- What you need to do:
Count every line in the entries that follow where the word "field" appears, then state only the total.

- Exercise inputs:
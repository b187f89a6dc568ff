// Final ordering of merged rows.

use std::cmp::Ordering;

use crate::valuation::merge::MergedRow;

/// Sort descending by per-game composite, then per-36 composite.
///
/// A missing per-36 score ranks below any present one. The sort is stable,
/// so full ties keep their input order.
pub fn rank(mut rows: Vec<MergedRow>) -> Vec<MergedRow> {
    rows.sort_by(compare_rows);
    rows
}

fn compare_rows(a: &MergedRow, b: &MergedRow) -> Ordering {
    b.zscore_per_game
        .total_cmp(&a.zscore_per_game)
        .then_with(|| match (a.zscore_per_36, b.zscore_per_36) {
            (Some(x), Some(y)) => y.total_cmp(&x),
            (Some(_), None) => Ordering::Less,
            (None, Some(_)) => Ordering::Greater,
            (None, None) => Ordering::Equal,
        })
}

#[cfg(test)]
mod tests {
    use super::*;

    fn row(id: i64, pergame: f64, per36: Option<f64>) -> MergedRow {
        MergedRow {
            player_id: id,
            player_name: format!("Player {id}"),
            age: 25.0,
            games_played: 70.0,
            minutes: 30.0,
            zscore_per_game: pergame,
            zscore_per_36: per36,
            zscore_diff: per36.map(|s| s - pergame),
        }
    }

    fn ids(rows: &[MergedRow]) -> Vec<i64> {
        rows.iter().map(|r| r.player_id).collect()
    }

    #[test]
    fn sorts_by_per_game_descending() {
        let ranked = rank(vec![
            row(1, -1.0, Some(0.0)),
            row(2, 3.0, Some(0.0)),
            row(3, 0.5, Some(0.0)),
        ]);
        assert_eq!(ids(&ranked), vec![2, 3, 1]);
    }

    #[test]
    fn per_36_breaks_ties() {
        let ranked = rank(vec![
            row(1, 1.0, Some(0.2)),
            row(2, 1.0, Some(0.9)),
            row(3, 1.0, Some(-4.0)),
        ]);
        assert_eq!(ids(&ranked), vec![2, 1, 3]);
    }

    #[test]
    fn missing_per_36_sorts_last_within_tie() {
        let ranked = rank(vec![row(1, 1.0, None), row(2, 1.0, Some(-10.0))]);
        assert_eq!(ids(&ranked), vec![2, 1]);
    }

    #[test]
    fn full_ties_keep_input_order() {
        let input = vec![row(5, 0.0, Some(0.0)), row(3, 0.0, Some(0.0)), row(4, 0.0, Some(0.0))];
        assert_eq!(ids(&rank(input.clone())), vec![5, 3, 4]);
        assert_eq!(rank(input.clone()), rank(input));
    }

    #[test]
    fn output_is_non_increasing() {
        let ranked = rank(vec![
            row(1, 0.3, Some(1.0)),
            row(2, -2.0, Some(5.0)),
            row(3, 0.3, Some(2.0)),
            row(4, 4.1, None),
            row(5, -0.7, Some(-1.0)),
        ]);
        for pair in ranked.windows(2) {
            assert_ne!(compare_rows(&pair[0], &pair[1]), Ordering::Greater);
        }
        assert_eq!(ids(&ranked), vec![4, 3, 1, 5, 2]);
    }
}
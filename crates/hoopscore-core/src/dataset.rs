// Plain tabular dataset: ordered named columns plus positionally aligned rows.

use serde_json::Value;
use std::collections::{HashMap, HashSet};
use thiserror::Error;

// ---------------------------------------------------------------------------
// Error type
// ---------------------------------------------------------------------------

#[derive(Debug, Error, PartialEq)]
pub enum DatasetError {
    #[error("row {row} has {found} values, expected {expected}")]
    RowLength {
        row: usize,
        expected: usize,
        found: usize,
    },

    #[error("duplicate column `{0}`")]
    DuplicateColumn(String),

    #[error("missing column `{0}`")]
    MissingColumn(String),

    #[error("non-numeric value in column `{column}` at row {row}: {value}")]
    NonNumeric {
        column: String,
        row: usize,
        value: String,
    },

    #[error("invalid player id at row {row}: {value}")]
    InvalidPlayerId { row: usize, value: String },

    #[error("duplicate player id {0}")]
    DuplicatePlayer(i64),
}

// ---------------------------------------------------------------------------
// Well-known column names
// ---------------------------------------------------------------------------

pub const PLAYER_ID: &str = "PLAYER_ID";
pub const PLAYER_NAME: &str = "PLAYER_NAME";
pub const AGE: &str = "AGE";
pub const GAMES_PLAYED: &str = "GP";
pub const MINUTES: &str = "MIN";
pub const COMPOSITE: &str = "ZSCORE";

/// Name of the derived z-score column for a statistical column.
pub fn zscore_column(column: &str) -> String {
    format!("{column}_ZSCORE")
}

// ---------------------------------------------------------------------------
// Dataset
// ---------------------------------------------------------------------------

/// An immutable table. Every row has exactly one cell per column and column
/// names are unique; both are checked on construction.
#[derive(Debug, Clone, PartialEq)]
pub struct Dataset {
    columns: Vec<String>,
    rows: Vec<Vec<Value>>,
    index: HashMap<String, usize>,
}

impl Dataset {
    pub fn new(columns: Vec<String>, rows: Vec<Vec<Value>>) -> Result<Self, DatasetError> {
        let mut index = HashMap::with_capacity(columns.len());
        for (i, name) in columns.iter().enumerate() {
            if index.insert(name.clone(), i).is_some() {
                return Err(DatasetError::DuplicateColumn(name.clone()));
            }
        }
        for (row, values) in rows.iter().enumerate() {
            if values.len() != columns.len() {
                return Err(DatasetError::RowLength {
                    row,
                    expected: columns.len(),
                    found: values.len(),
                });
            }
        }
        Ok(Self {
            columns,
            rows,
            index,
        })
    }

    pub fn columns(&self) -> &[String] {
        &self.columns
    }

    pub fn rows(&self) -> &[Vec<Value>] {
        &self.rows
    }

    pub fn len(&self) -> usize {
        self.rows.len()
    }

    pub fn is_empty(&self) -> bool {
        self.rows.is_empty()
    }

    pub fn column_index(&self, name: &str) -> Result<usize, DatasetError> {
        self.index
            .get(name)
            .copied()
            .ok_or_else(|| DatasetError::MissingColumn(name.to_string()))
    }

    pub fn has_column(&self, name: &str) -> bool {
        self.index.contains_key(name)
    }

    /// Read a column as finite `f64` values. Nulls, strings and non-finite
    /// numbers are rejected with the offending row.
    pub fn numeric_column(&self, name: &str) -> Result<Vec<f64>, DatasetError> {
        let idx = self.column_index(name)?;
        self.rows
            .iter()
            .enumerate()
            .map(|(row, values)| {
                let cell = &values[idx];
                cell.as_f64()
                    .filter(|v| v.is_finite())
                    .ok_or_else(|| DatasetError::NonNumeric {
                        column: name.to_string(),
                        row,
                        value: cell.to_string(),
                    })
            })
            .collect()
    }

    /// Read a column as display text. Strings are returned unquoted, nulls as
    /// empty strings, numbers in their JSON form.
    pub fn text_column(&self, name: &str) -> Result<Vec<String>, DatasetError> {
        let idx = self.column_index(name)?;
        Ok(self.rows.iter().map(|values| cell_text(&values[idx])).collect())
    }

    /// Read the `PLAYER_ID` column. Ids must be integers and unique.
    pub fn player_ids(&self) -> Result<Vec<i64>, DatasetError> {
        let idx = self.column_index(PLAYER_ID)?;
        let mut seen = HashSet::with_capacity(self.rows.len());
        let mut ids = Vec::with_capacity(self.rows.len());
        for (row, values) in self.rows.iter().enumerate() {
            let cell = &values[idx];
            let id = player_id(cell).ok_or_else(|| DatasetError::InvalidPlayerId {
                row,
                value: cell.to_string(),
            })?;
            if !seen.insert(id) {
                return Err(DatasetError::DuplicatePlayer(id));
            }
            ids.push(id);
        }
        Ok(ids)
    }

    /// Return a new dataset with `values` appended as column `name`.
    pub fn with_column(&self, name: &str, values: Vec<Value>) -> Result<Self, DatasetError> {
        if self.has_column(name) {
            return Err(DatasetError::DuplicateColumn(name.to_string()));
        }
        if values.len() != self.rows.len() {
            return Err(DatasetError::RowLength {
                row: values.len().min(self.rows.len()),
                expected: self.rows.len(),
                found: values.len(),
            });
        }
        let mut columns = self.columns.clone();
        columns.push(name.to_string());
        let rows = self
            .rows
            .iter()
            .zip(values)
            .map(|(row, value)| {
                let mut row = row.clone();
                row.push(value);
                row
            })
            .collect();
        Self::new(columns, rows)
    }

    /// Return a new dataset with a numeric column appended.
    pub fn with_numeric_column(&self, name: &str, values: &[f64]) -> Result<Self, DatasetError> {
        self.with_column(name, values.iter().map(|v| Value::from(*v)).collect())
    }
}

// ---------------------------------------------------------------------------
// Cell helpers
// ---------------------------------------------------------------------------

/// Text form of a cell as written to CSV.
pub fn cell_text(cell: &Value) -> String {
    match cell {
        Value::Null => String::new(),
        Value::String(s) => s.clone(),
        other => other.to_string(),
    }
}

/// Parse a CSV field into a cell: empty → null, numeric → number, else string.
pub fn parse_cell(field: &str) -> Value {
    let trimmed = field.trim();
    if trimmed.is_empty() {
        return Value::Null;
    }
    if let Ok(i) = trimmed.parse::<i64>() {
        return Value::from(i);
    }
    match trimmed.parse::<f64>() {
        Ok(f) if f.is_finite() => Value::from(f),
        _ => Value::String(field.to_string()),
    }
}

fn player_id(cell: &Value) -> Option<i64> {
    if let Some(id) = cell.as_i64() {
        return Some(id);
    }
    // Whole floats show up when ids round-trip through other tools.
    cell.as_f64()
        .filter(|f| f.fract() == 0.0 && f.is_finite())
        .map(|f| f as i64)
}

// ---------------------------------------------------------------------------
// Tests
// ---------------------------------------------------------------------------
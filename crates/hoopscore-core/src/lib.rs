// Library root: tabular data model, run configuration, ranking pipeline and
// CSV output shared by the fetcher and CLI crates.

pub mod config;
pub mod dataset;
pub mod output;
pub mod valuation;
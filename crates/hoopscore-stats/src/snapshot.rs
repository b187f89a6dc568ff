// Offline source: raw per-mode CSV snapshots written by `--save-raw`.

use async_trait::async_trait;
use hoopscore_core::dataset::{parse_cell, Dataset};
use hoopscore_core::output::{PER_36_SNAPSHOT, PER_GAME_SNAPSHOT};
use std::io::Read;
use std::path::{Path, PathBuf};
use tracing::{debug, info};

use crate::fetcher::{FetchError, FetchRequest, PerMode, StatsFetcher};

/// Reads `pergame.csv` / `per36.csv` from a directory. The season and date
/// range of the request are not checked against the snapshot contents.
pub struct SnapshotFetcher {
    dir: PathBuf,
}

impl SnapshotFetcher {
    pub fn new(dir: impl Into<PathBuf>) -> Self {
        Self { dir: dir.into() }
    }

    pub fn path_for(&self, mode: PerMode) -> PathBuf {
        let file = match mode {
            PerMode::PerGame => PER_GAME_SNAPSHOT,
            PerMode::Per36 => PER_36_SNAPSHOT,
        };
        self.dir.join(file)
    }
}

fn load_dataset_from_reader<R: Read>(rdr: R) -> Result<(Vec<String>, Vec<Vec<serde_json::Value>>), csv::Error> {
    let mut reader = csv::Reader::from_reader(rdr);
    let headers = reader.headers()?.iter().map(|h| h.trim().to_string()).collect();
    let mut rows = Vec::new();
    for record in reader.records() {
        let record = record?;
        rows.push(record.iter().map(parse_cell).collect());
    }
    Ok((headers, rows))
}

fn snapshot_error(path: &Path, source: csv::Error) -> FetchError {
    FetchError::SnapshotCsv {
        path: path.display().to_string(),
        source,
    }
}

#[async_trait]
impl StatsFetcher for SnapshotFetcher {
    async fn fetch(&self, request: &FetchRequest) -> Result<Dataset, FetchError> {
        let mode = request.mode;
        let path = self.path_for(mode);
        debug!("reading {mode} snapshot from {}", path.display());

        let bytes = tokio::fs::read(&path)
            .await
            .map_err(|e| FetchError::SnapshotIo {
                path: path.display().to_string(),
                source: e,
            })?;
        let (headers, rows) =
            load_dataset_from_reader(bytes.as_slice()).map_err(|e| snapshot_error(&path, e))?;
        let dataset =
            Dataset::new(headers, rows).map_err(|e| FetchError::Shape { mode, source: e })?;
        info!("Loaded {} {mode} rows from {}", dataset.len(), path.display());
        Ok(dataset)
    }
}
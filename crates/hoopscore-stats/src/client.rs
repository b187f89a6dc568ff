// HTTP client for the league dashboard player stats endpoint.
//
// Issues one GET per mode against `{base_url}/leaguedashplayerstats` and turns
// the first result set (`headers` + `rowSet`) into a `Dataset`.

use async_trait::async_trait;
use hoopscore_core::config::{DateRange, FetchSettings};
use hoopscore_core::dataset::Dataset;
use serde::Deserialize;
use serde_json::Value;
use std::time::Duration;
use tracing::{debug, info};

use crate::fetcher::{FetchError, FetchRequest, PerMode, StatsFetcher};

// ---------------------------------------------------------------------------
// Constants
// ---------------------------------------------------------------------------

const ENDPOINT: &str = "leaguedashplayerstats";
const SERVICE_DATE_FORMAT: &str = "%m/%d/%Y";

/// Filters the endpoint requires but this tool leaves at their neutral value.
const FIXED_PARAMS: &[(&str, &str)] = &[
    ("College", ""),
    ("Conference", ""),
    ("Country", ""),
    ("Division", ""),
    ("DraftPick", ""),
    ("DraftYear", ""),
    ("GameScope", ""),
    ("GameSegment", ""),
    ("Height", ""),
    ("LastNGames", "0"),
    ("LeagueID", "00"),
    ("Location", ""),
    ("MeasureType", "Base"),
    ("Month", "0"),
    ("OpponentTeamID", "0"),
    ("Outcome", ""),
    ("PORound", "0"),
    ("PaceAdjust", "N"),
    ("Period", "0"),
    ("PlayerExperience", ""),
    ("PlayerPosition", ""),
    ("PlusMinus", "N"),
    ("Rank", "N"),
    ("SeasonSegment", ""),
    ("ShotClockRange", ""),
    ("StarterBench", ""),
    ("TeamID", "0"),
    ("VsConference", ""),
    ("VsDivision", ""),
    ("Weight", ""),
];

// ---------------------------------------------------------------------------
// Response shape
// ---------------------------------------------------------------------------

#[derive(Debug, Deserialize)]
#[serde(rename_all = "camelCase")]
struct RawResponse {
    result_sets: Vec<RawResultSet>,
}

#[derive(Debug, Deserialize)]
#[serde(rename_all = "camelCase")]
struct RawResultSet {
    #[serde(default)]
    name: String,
    headers: Vec<String>,
    row_set: Vec<Vec<Value>>,
}

/// Decode a response body into the dataset of its first result set.
pub fn parse_response(mode: PerMode, body: &[u8]) -> Result<Dataset, FetchError> {
    let raw: RawResponse =
        serde_json::from_slice(body).map_err(|e| FetchError::Decode { mode, source: e })?;
    let set = raw
        .result_sets
        .into_iter()
        .next()
        .ok_or(FetchError::MissingResultSet { mode })?;
    debug!(
        "{mode} result set '{}': {} columns, {} rows",
        set.name,
        set.headers.len(),
        set.row_set.len()
    );
    Dataset::new(set.headers, set.row_set).map_err(|e| FetchError::Shape { mode, source: e })
}

// ---------------------------------------------------------------------------
// NbaStatsClient
// ---------------------------------------------------------------------------

pub struct NbaStatsClient {
    http: reqwest::Client,
    base_url: String,
    season_type: String,
}

impl NbaStatsClient {
    pub fn new(settings: &FetchSettings) -> Result<Self, FetchError> {
        let http = reqwest::Client::builder()
            .user_agent(settings.user_agent.clone())
            .timeout(Duration::from_secs(settings.timeout_secs))
            .build()
            .map_err(FetchError::Client)?;
        Ok(Self {
            http,
            base_url: settings.base_url.trim_end_matches('/').to_string(),
            season_type: settings.season_type.clone(),
        })
    }

    pub fn endpoint_url(&self) -> String {
        format!("{}/{ENDPOINT}", self.base_url)
    }

    /// Full query string parameters for one request.
    pub fn query_params(&self, request: &FetchRequest) -> Vec<(&'static str, String)> {
        let (date_from, date_to) = service_dates(&request.date_range);
        let mut params: Vec<(&'static str, String)> = FIXED_PARAMS
            .iter()
            .map(|(k, v)| (*k, v.to_string()))
            .collect();
        params.push(("DateFrom", date_from));
        params.push(("DateTo", date_to));
        params.push(("PerMode", request.mode.as_str().to_string()));
        params.push(("Season", request.season.id()));
        params.push(("SeasonType", self.season_type.clone()));
        params
    }
}

fn service_dates(range: &DateRange) -> (String, String) {
    let render = |d: Option<chrono::NaiveDate>| {
        d.map(|d| d.format(SERVICE_DATE_FORMAT).to_string())
            .unwrap_or_default()
    };
    (render(range.from), render(range.to))
}

#[async_trait]
impl StatsFetcher for NbaStatsClient {
    async fn fetch(&self, request: &FetchRequest) -> Result<Dataset, FetchError> {
        let mode = request.mode;
        let url = self.endpoint_url();
        debug!("GET {url} PerMode={mode} Season={}", request.season);

        let response = self
            .http
            .get(&url)
            .query(&self.query_params(request))
            .header("Accept", "application/json")
            .send()
            .await
            .map_err(|e| FetchError::Http { mode, source: e })?;

        let status = response.status();
        if !status.is_success() {
            return Err(FetchError::Status { mode, status });
        }

        let body = response
            .bytes()
            .await
            .map_err(|e| FetchError::Http { mode, source: e })?;
        let dataset = parse_response(mode, &body)?;
        info!(
            "Fetched {} {mode} rows for season {}",
            dataset.len(),
            request.season
        );
        Ok(dataset)
    }
}

// ---------------------------------------------------------------------------
// Tests
// ---------------------------------------------------------------------------

#[cfg(test)]
mod tests {
    use super::*;
    use hoopscore_core::config::Season;
    use hoopscore_core::dataset::DatasetError;

    fn client() -> NbaStatsClient {
        NbaStatsClient::new(&FetchSettings::default()).unwrap()
    }

    fn request(mode: PerMode, range: DateRange) -> FetchRequest {
        FetchRequest {
            mode,
            season: Season::new(2020),
            date_range: range,
        }
    }

    fn param<'a>(params: &'a [(&'static str, String)], key: &str) -> &'a str {
        params
            .iter()
            .find(|(k, _)| *k == key)
            .map(|(_, v)| v.as_str())
            .unwrap_or_else(|| panic!("missing param {key}"))
    }

    #[test]
    fn parses_first_result_set() {
        let body = br#"{
            "resource": "leaguedashplayerstats",
            "resultSets": [{
                "name": "LeagueDashPlayerStats",
                "headers": ["PLAYER_ID", "PLAYER_NAME", "PTS"],
                "rowSet": [[201939, "Stephen Curry", 32.0], [203999, "Nikola Jokic", 26.4]]
            }]
        }"#;
        let ds = parse_response(PerMode::PerGame, body).unwrap();
        assert_eq!(ds.columns(), &["PLAYER_ID", "PLAYER_NAME", "PTS"]);
        assert_eq!(ds.len(), 2);
        assert_eq!(ds.player_ids().unwrap(), vec![201939, 203999]);
    }

    #[test]
    fn empty_result_sets_is_error() {
        let err = parse_response(PerMode::Per36, br#"{"resultSets": []}"#).unwrap_err();
        assert!(matches!(err, FetchError::MissingResultSet { mode: PerMode::Per36 }));
    }

    #[test]
    fn malformed_json_is_decode_error() {
        let err = parse_response(PerMode::PerGame, b"<html>blocked</html>").unwrap_err();
        assert!(matches!(err, FetchError::Decode { .. }));
    }

    #[test]
    fn ragged_rows_are_shape_error() {
        let body = br#"{"resultSets": [{"headers": ["A", "B"], "rowSet": [[1]]}]}"#;
        match parse_response(PerMode::PerGame, body).unwrap_err() {
            FetchError::Shape { source, .. } => {
                assert!(matches!(source, DatasetError::RowLength { row: 0, .. }))
            }
            other => panic!("unexpected error: {other:?}"),
        }
    }

    #[test]
    fn query_params_unbounded() {
        let params = client().query_params(&request(PerMode::Per36, DateRange::unbounded()));
        assert_eq!(param(&params, "PerMode"), "Per36");
        assert_eq!(param(&params, "Season"), "2020-21");
        assert_eq!(param(&params, "SeasonType"), "Regular Season");
        assert_eq!(param(&params, "MeasureType"), "Base");
        assert_eq!(param(&params, "DateFrom"), "");
        assert_eq!(param(&params, "DateTo"), "");
    }

    #[test]
    fn query_params_render_service_dates() {
        let range = DateRange::parse("2021-01-01", "2021-02-01").unwrap();
        let params = client().query_params(&request(PerMode::PerGame, range));
        assert_eq!(param(&params, "DateFrom"), "01/01/2021");
        assert_eq!(param(&params, "DateTo"), "02/01/2021");
    }

    #[test]
    fn endpoint_url_trims_trailing_slash() {
        let settings = FetchSettings {
            base_url: "http://localhost:8080/stats/".into(),
            ..FetchSettings::default()
        };
        let client = NbaStatsClient::new(&settings).unwrap();
        assert_eq!(
            client.endpoint_url(),
            "http://localhost:8080/stats/leaguedashplayerstats"
        );
    }
}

- Written answer:
4